Work to be completed:
From the entries below, report how many lines contain the string "Object". Give only that number.

Listed records:
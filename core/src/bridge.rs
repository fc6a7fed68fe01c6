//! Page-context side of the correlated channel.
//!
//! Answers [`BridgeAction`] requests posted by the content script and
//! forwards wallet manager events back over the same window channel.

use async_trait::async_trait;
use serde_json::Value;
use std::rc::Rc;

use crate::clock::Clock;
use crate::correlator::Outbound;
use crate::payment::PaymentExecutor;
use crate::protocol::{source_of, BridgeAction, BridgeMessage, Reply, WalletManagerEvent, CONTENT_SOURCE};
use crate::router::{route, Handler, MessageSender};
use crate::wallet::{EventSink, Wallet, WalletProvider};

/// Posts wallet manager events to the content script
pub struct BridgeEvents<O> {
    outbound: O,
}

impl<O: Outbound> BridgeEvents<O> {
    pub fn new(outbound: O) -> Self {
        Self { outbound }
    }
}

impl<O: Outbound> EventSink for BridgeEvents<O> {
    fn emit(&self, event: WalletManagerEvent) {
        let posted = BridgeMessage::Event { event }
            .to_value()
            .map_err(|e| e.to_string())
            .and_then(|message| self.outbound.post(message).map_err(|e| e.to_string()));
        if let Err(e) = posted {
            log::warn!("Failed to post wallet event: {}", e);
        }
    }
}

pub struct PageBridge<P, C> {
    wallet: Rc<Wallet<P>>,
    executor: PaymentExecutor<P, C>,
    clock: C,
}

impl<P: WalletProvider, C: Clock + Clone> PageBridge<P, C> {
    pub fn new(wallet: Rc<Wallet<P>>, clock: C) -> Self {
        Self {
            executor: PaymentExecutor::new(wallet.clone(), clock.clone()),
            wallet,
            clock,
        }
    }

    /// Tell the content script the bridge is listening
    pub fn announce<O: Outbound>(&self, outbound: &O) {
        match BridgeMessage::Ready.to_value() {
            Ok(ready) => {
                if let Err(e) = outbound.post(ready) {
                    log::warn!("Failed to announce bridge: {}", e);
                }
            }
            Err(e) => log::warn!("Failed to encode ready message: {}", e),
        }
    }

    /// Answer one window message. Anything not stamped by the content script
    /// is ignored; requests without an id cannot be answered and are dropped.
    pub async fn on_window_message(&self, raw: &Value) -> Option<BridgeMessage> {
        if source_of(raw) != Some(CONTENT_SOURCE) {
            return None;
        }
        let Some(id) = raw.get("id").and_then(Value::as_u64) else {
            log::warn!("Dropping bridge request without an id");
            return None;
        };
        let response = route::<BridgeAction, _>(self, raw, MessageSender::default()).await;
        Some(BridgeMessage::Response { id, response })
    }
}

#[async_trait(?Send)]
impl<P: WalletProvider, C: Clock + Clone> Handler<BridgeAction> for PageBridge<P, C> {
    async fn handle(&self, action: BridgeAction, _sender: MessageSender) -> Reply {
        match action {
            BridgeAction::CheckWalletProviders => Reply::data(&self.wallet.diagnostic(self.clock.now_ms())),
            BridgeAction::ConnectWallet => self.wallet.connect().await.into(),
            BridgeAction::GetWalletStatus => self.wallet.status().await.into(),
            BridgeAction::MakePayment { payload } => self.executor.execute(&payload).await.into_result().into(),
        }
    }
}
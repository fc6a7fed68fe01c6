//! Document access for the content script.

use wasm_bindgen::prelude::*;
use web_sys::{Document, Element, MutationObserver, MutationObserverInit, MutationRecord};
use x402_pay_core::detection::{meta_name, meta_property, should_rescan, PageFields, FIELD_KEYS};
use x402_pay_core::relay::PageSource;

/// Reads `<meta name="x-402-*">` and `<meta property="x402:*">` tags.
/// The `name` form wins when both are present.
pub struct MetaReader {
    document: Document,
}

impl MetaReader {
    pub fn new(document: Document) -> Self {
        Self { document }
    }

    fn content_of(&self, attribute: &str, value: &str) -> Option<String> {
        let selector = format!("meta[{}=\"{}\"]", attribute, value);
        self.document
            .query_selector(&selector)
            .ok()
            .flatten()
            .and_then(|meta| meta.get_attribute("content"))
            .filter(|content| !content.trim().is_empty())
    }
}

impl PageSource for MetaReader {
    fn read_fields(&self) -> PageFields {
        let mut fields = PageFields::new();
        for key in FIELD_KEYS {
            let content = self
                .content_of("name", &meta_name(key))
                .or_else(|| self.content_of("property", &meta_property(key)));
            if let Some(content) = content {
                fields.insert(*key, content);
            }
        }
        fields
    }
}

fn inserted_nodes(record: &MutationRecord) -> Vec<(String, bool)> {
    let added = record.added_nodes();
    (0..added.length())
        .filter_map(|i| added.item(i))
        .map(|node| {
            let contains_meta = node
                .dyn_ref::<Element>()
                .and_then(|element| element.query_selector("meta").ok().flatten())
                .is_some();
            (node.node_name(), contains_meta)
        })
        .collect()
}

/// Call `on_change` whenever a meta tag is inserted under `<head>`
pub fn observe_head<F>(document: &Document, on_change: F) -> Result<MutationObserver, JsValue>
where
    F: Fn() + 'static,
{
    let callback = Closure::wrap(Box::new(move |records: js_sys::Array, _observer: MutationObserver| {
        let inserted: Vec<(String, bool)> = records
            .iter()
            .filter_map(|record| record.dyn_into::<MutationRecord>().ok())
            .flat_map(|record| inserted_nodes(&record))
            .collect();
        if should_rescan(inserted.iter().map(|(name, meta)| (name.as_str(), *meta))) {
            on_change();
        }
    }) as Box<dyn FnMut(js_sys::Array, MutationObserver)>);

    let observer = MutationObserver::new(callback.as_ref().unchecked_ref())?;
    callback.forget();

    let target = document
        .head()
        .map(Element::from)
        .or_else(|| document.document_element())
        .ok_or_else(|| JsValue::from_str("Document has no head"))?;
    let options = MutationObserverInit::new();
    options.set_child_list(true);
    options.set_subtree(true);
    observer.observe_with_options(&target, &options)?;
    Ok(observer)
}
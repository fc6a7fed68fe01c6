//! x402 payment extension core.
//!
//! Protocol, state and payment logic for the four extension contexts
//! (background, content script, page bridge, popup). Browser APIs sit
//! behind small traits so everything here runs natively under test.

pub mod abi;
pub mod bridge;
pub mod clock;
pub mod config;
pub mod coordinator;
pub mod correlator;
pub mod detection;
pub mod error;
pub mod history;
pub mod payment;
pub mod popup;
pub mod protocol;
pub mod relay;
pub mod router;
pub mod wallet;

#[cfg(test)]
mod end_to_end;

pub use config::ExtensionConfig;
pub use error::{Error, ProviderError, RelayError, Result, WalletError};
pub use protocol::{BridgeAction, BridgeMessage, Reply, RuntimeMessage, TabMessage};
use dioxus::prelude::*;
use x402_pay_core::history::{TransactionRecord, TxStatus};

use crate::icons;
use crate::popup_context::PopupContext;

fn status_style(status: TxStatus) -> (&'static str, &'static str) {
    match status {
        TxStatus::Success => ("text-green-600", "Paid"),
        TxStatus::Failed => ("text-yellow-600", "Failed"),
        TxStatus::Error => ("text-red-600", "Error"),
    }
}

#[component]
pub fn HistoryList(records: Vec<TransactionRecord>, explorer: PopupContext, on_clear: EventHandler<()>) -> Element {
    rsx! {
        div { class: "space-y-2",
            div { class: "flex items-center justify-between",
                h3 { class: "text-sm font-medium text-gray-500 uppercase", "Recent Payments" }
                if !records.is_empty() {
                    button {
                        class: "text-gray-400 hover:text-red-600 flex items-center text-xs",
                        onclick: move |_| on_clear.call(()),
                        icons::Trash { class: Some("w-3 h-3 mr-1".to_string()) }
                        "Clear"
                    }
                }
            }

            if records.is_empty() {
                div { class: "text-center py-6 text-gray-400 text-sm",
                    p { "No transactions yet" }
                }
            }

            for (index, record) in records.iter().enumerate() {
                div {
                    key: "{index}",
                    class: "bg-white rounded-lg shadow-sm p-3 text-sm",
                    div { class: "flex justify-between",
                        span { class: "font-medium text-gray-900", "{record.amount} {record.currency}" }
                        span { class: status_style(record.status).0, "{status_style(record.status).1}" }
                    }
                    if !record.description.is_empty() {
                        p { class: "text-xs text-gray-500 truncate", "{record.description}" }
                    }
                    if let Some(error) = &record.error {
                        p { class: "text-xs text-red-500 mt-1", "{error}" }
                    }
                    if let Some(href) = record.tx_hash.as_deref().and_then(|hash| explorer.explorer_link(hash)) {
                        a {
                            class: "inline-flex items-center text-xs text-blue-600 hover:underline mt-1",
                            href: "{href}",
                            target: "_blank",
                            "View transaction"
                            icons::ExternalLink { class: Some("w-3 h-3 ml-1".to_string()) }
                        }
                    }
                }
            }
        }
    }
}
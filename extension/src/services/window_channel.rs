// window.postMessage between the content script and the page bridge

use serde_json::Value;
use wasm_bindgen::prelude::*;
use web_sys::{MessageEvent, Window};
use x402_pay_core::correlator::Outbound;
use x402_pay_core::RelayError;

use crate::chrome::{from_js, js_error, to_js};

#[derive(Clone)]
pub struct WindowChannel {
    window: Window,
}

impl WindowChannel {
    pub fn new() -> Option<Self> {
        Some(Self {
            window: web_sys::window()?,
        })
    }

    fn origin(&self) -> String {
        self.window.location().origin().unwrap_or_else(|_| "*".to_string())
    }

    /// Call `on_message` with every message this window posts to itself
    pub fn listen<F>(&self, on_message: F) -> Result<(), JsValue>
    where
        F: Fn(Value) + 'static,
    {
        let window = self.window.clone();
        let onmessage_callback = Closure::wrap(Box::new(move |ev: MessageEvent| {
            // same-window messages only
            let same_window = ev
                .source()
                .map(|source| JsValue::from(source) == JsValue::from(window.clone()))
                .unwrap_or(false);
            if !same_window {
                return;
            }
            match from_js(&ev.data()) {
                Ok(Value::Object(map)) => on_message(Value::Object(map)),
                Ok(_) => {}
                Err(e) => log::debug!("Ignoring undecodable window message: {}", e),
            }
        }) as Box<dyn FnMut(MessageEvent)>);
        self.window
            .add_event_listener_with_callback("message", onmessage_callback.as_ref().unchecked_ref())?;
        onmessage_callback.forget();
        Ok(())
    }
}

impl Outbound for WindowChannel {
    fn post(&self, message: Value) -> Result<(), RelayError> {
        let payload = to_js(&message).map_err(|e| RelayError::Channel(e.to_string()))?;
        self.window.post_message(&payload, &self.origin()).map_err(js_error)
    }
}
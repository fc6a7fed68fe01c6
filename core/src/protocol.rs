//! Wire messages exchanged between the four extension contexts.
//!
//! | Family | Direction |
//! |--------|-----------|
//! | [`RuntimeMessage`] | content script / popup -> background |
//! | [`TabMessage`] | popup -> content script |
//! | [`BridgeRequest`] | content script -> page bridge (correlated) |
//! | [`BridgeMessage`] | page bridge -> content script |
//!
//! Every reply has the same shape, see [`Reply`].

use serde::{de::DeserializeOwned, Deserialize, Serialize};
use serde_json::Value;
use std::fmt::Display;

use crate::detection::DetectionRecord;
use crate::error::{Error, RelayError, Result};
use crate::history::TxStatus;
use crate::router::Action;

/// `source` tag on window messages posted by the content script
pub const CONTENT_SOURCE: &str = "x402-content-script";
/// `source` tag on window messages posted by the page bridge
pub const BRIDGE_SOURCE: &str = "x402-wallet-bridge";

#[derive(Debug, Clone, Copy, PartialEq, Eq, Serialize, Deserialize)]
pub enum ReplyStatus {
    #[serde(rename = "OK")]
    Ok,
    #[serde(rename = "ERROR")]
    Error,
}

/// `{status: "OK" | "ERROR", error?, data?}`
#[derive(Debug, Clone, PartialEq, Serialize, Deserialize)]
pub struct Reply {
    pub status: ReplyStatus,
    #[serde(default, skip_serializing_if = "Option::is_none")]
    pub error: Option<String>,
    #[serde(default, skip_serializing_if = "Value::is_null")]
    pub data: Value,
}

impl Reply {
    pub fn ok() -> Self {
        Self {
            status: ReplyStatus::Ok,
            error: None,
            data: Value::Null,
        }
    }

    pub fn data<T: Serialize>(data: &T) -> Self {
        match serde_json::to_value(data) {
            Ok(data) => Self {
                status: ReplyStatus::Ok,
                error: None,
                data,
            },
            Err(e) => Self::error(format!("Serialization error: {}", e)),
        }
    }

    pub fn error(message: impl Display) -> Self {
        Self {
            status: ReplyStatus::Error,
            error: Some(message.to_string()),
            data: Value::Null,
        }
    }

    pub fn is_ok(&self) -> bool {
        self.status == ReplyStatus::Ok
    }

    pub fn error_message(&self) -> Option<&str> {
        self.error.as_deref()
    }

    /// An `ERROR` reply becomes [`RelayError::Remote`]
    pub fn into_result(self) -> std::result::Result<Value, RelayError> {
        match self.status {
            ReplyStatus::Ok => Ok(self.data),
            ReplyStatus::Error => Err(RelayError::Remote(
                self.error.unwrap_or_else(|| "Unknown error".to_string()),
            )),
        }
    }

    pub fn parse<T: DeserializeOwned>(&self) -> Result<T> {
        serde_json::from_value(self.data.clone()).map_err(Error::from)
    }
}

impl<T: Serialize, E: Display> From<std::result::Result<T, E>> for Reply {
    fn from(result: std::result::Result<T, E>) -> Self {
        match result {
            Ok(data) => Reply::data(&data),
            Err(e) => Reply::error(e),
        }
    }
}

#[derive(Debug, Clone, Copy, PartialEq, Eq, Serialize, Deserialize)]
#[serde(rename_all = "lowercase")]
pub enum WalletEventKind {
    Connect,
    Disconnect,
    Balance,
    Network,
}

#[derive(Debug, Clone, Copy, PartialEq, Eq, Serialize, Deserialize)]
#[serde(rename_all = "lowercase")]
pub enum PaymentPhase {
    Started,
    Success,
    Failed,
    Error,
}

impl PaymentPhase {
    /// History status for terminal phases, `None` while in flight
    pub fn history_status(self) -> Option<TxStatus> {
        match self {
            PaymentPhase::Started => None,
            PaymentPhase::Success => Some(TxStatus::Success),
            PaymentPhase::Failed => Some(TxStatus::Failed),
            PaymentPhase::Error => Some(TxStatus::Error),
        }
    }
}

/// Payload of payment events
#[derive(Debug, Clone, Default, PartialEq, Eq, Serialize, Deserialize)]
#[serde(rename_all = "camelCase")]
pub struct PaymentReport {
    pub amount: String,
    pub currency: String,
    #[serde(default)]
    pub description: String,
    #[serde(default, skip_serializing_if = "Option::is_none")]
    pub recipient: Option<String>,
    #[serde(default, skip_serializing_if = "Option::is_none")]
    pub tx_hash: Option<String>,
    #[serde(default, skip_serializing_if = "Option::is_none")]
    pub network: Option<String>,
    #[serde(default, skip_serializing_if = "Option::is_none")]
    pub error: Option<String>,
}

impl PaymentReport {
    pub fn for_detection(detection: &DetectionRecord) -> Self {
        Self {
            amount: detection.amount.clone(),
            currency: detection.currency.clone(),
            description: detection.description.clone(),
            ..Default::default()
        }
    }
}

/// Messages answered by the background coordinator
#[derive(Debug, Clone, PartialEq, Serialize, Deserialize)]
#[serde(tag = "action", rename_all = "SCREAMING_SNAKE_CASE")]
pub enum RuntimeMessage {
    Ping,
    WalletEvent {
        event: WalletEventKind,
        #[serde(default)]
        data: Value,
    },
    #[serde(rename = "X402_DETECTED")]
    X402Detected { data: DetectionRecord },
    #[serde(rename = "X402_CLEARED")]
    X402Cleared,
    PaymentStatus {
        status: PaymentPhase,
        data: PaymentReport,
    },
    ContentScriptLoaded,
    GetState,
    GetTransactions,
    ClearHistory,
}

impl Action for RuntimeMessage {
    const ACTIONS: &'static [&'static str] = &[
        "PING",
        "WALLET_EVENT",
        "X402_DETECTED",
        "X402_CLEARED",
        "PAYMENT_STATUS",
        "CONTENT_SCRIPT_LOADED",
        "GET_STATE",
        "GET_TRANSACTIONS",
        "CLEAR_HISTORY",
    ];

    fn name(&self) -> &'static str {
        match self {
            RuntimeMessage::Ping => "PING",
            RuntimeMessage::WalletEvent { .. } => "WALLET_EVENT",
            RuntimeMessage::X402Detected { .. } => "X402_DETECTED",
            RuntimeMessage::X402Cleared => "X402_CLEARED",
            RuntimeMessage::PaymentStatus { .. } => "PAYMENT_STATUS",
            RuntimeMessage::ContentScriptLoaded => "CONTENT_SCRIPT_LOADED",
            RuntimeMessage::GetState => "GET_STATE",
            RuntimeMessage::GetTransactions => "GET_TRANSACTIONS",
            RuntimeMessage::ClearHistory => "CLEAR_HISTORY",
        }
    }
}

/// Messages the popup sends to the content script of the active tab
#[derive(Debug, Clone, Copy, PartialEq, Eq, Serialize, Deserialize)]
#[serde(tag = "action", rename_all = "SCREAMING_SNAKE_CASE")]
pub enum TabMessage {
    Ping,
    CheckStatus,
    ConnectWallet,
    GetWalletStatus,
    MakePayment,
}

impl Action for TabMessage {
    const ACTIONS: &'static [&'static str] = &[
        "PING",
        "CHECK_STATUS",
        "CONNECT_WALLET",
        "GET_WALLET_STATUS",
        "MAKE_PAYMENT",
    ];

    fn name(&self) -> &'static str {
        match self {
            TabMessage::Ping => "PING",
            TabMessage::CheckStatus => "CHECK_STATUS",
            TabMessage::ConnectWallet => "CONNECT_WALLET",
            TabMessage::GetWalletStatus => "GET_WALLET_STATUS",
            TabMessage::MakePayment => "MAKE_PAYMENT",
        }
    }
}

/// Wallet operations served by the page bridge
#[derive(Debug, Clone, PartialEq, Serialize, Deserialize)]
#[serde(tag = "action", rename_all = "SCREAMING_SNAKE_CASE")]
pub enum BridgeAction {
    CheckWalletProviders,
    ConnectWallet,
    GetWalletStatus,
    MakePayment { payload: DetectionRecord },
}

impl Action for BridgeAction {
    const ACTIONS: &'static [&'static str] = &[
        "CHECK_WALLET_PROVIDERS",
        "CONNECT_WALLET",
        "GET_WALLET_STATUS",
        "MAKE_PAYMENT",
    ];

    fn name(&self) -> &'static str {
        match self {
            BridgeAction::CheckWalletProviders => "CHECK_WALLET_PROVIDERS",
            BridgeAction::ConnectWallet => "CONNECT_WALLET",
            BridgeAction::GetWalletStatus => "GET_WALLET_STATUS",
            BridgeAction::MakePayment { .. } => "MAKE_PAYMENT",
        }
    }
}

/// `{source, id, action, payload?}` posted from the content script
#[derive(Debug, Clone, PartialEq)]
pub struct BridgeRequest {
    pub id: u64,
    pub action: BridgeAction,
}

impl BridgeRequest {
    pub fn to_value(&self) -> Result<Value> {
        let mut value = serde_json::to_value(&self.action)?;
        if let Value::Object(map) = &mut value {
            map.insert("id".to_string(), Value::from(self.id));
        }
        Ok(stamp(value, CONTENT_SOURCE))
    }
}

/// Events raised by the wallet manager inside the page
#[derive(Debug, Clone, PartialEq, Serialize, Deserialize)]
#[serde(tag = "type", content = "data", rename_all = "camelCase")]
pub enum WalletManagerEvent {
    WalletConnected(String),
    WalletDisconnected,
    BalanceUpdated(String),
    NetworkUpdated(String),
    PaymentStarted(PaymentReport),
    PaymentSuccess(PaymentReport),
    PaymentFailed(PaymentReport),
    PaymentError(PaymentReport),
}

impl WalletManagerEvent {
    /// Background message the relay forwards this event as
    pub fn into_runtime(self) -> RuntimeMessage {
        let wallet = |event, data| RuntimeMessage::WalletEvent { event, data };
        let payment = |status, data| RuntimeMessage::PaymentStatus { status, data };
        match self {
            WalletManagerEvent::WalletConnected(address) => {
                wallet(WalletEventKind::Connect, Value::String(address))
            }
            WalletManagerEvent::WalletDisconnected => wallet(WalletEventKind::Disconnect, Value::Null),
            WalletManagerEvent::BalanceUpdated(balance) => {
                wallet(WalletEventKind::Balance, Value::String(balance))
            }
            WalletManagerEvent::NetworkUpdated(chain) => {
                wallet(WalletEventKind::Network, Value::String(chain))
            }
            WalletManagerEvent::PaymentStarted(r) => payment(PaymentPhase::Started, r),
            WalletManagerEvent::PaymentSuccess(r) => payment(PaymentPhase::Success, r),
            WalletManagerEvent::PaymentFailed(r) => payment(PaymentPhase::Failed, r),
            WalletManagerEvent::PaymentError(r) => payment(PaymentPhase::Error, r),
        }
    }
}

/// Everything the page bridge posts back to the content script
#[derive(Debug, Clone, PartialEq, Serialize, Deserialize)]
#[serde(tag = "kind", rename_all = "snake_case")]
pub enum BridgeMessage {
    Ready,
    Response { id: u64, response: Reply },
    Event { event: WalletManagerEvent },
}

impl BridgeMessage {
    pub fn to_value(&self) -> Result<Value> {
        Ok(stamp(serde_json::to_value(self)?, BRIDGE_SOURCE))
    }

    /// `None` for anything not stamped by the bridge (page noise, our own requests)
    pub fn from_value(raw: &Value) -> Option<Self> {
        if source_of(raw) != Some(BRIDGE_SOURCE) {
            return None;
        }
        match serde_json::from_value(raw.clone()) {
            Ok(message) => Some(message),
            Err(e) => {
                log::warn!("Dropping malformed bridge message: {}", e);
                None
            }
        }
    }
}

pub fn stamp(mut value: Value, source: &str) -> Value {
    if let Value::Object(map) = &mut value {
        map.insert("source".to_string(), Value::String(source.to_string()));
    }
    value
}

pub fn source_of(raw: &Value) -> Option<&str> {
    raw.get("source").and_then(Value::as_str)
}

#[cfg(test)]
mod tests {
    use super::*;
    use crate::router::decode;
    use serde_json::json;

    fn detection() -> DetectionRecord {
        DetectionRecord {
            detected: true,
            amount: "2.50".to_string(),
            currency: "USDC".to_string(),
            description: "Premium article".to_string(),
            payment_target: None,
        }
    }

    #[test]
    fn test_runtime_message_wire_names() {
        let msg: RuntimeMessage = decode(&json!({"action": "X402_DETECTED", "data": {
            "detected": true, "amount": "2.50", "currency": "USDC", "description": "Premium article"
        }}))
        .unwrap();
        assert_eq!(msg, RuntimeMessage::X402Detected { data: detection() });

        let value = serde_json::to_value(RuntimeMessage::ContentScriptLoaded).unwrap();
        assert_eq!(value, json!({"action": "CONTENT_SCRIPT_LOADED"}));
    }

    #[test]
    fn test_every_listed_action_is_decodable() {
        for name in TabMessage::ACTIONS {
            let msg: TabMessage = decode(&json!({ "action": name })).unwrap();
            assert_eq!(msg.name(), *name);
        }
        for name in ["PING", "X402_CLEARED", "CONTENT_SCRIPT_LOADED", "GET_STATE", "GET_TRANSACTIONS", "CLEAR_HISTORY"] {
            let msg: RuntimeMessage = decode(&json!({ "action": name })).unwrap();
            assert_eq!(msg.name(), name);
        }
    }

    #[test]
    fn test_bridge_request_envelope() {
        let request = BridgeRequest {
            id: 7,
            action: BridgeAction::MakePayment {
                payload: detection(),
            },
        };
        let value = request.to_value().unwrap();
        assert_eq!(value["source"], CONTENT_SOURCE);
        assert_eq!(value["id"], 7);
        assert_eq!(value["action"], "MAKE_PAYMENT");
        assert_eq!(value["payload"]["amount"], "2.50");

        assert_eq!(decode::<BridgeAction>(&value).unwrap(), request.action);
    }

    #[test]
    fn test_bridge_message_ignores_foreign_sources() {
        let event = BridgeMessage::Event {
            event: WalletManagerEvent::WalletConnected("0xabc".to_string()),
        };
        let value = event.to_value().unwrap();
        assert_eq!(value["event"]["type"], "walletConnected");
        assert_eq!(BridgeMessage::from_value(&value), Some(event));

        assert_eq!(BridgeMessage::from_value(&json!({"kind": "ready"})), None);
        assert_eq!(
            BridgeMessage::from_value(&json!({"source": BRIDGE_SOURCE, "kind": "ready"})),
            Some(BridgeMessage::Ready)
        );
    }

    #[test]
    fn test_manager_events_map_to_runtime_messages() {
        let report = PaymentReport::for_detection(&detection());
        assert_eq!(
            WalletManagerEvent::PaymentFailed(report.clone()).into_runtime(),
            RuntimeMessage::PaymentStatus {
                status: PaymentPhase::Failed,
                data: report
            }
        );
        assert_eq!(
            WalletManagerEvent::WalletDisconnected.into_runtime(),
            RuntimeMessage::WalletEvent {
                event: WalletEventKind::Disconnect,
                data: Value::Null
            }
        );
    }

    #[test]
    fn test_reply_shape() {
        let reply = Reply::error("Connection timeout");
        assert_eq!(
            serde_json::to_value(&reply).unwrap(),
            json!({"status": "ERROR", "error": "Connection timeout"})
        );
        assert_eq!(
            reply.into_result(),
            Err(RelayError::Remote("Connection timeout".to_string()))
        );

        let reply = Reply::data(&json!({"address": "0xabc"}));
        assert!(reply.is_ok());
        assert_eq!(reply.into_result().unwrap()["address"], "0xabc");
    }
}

Response area:
3